For you can't take the other OS and account for the fact that you must allow vaguely defined service(s) to leak through your firewall, sending God knows what to God knows who for it to function.

Under which scenario do you feel safer/more secure overall? Easy answer for me... but to each his/her own.

 

I guess I better read-up on that before a transition to Windows 7. In a way it sounds promising, in the sense that there continues to be a "more svchost aware" component that could filter things. Is there a way for the user to control this "Windows Service Hardening firewall" when Windows Firewall is disabled? Can third-party firewalls make use of it to gain greater visibility/control WRT svchost.exe "clients"?

I take it you've looked and found no way to configure things so that the user remains in the loop and can prevent/approve such application driven hole punching?

 

I know that it is not advisable, but has anyone tried to modify WSH rules through registry?

BTW, besides WFN's "Rules" section, is there any other way to view these rules in a more user friendly format?

 

I guess I should add as long as the WIN 7 firewall service is running. Disabling that is definitely not recommended.

 

I have a dream that someday we will not need :

1) to ever update an o/s it will be in the h/w and immune to manipulation
2) sandboxes
3) anti virus software free or paid
4) routers to hide behind
5) defrag
6) even backup
7) no calling home emet

All I need is a white list of sites I use that are 100% clean forever and don't spy on me.

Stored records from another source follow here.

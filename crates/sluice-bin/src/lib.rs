// SPDX-License-Identifier: PolyForm-Noncommercial-1.0.0
// Copyright (c) 2025 Sylvex. All rights reserved.

//! # sluice-bin
//!
//! CLI binary for the Sluice OPC UA to REST registry gateway.
//!
//! This crate provides the process around the connectors:
//!
//! - CLI argument parsing with clap
//! - Gateway orchestration and the poll loop
//! - Graceful shutdown handling
//! - Logging initialization
//! - Command implementations (run, validate, version)
//!
//! ## Architecture
//!
//! ```text
//! ┌─────────────────────────────────────────────────────────────┐
//! │                         main.rs                             │
//! └─────────────────────────┬───────────────────────────────────┘
//!                           │
//!                    ┌──────▼──────┐
//!                    │    cli.rs   │
//!                    └──────┬──────┘
//!                           │
//!               ┌───────────┼───────────┐
//!               ▼           ▼           ▼
//!        ┌──────────┐ ┌──────────┐ ┌──────────┐
//!        │ commands │ │ runtime  │ │ logging  │
//!        └──────────┘ └────┬─────┘ └──────────┘
//!                          │
//!               ┌──────────┴──────────┐
//!               ▼                     ▼
//!        ┌──────────────┐      ┌─────────────┐
//!        │ orchestrator │      │  shutdown   │
//!        └──────┬───────┘      └─────────────┘
//!               │
//!        ┌──────▼──────┐
//!        │  sluice-*   │
//!        │  (crates)   │
//!        └─────────────┘
//! ```
//!
//! ## Usage
//!
//! ```bash
//! # Start the gateway (default command)
//! sluice
//!
//! # Start with custom config, stopping on the first error
//! sluice -c /etc/sluice/gateway.yaml run --quit-on-error
//!
//! # Validate configuration
//! sluice validate --show-config
//!
//! # Show version
//! sluice version
//! ```

#![warn(missing_docs)]
#![deny(unsafe_code)]

// =============================================================================
// Modules
// =============================================================================

pub mod cli;
pub mod commands;
pub mod error;
pub mod logging;
pub mod orchestrator;
pub mod runtime;
pub mod shutdown;

// =============================================================================
// Re-exports
// =============================================================================

pub use cli::{Cli, Commands};
pub use error::{BinError, BinResult};
pub use logging::init_logging;
pub use orchestrator::{FailedConnector, GatewayOrchestrator, PollOutcome, ReconciliationReport};
pub use runtime::{GatewayRuntime, RuntimeBuilder};
pub use shutdown::{ShutdownCoordinator, ShutdownToken};

/// Crate version.
pub const VERSION: &str = env!("CARGO_PKG_VERSION");

/// Crate name.
pub const NAME: &str = env!("CARGO_PKG_NAME");
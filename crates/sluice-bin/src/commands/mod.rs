// SPDX-License-Identifier: PolyForm-Noncommercial-1.0.0
// Copyright (c) 2025 Sylvex. All rights reserved.

//! CLI command implementations.
//!
//! - `run`: Start the gateway
//! - `validate`: Validate configuration file
//! - `version`: Show version information

mod run;
mod validate;
mod version;

pub use run::run;
pub use validate::{validate, ValidationSummary};
pub use version::version;

use crate::cli::{Cli, Commands};
use crate::error::BinResult;

/// Executes the appropriate command based on CLI arguments.
pub async fn execute(cli: Cli) -> BinResult<()> {
    match cli.effective_command() {
        Commands::Run(args) => run::run(&cli, args).await,
        Commands::Validate(args) => validate::validate(&cli, args),
        Commands::Version => version::version(&cli),
    }
}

Well Mrk? where are you when needed?

 

This confirms the svchost.exe connection to MS crl servers using an auto updater to update certificate revocation list. Appears auto updater is built into the crypto service. Also interesting read how MS was culpriable in the past Flame attacks. I still question why MS is using hotmail servers for this.

http://threatpost.com/en_us/blogs/microsoft-releases-automatic-updater-certificate-revocation-lists-plans-invalidate-short-rsa-k

 

Not possible. Only though a C++ program or a VB script.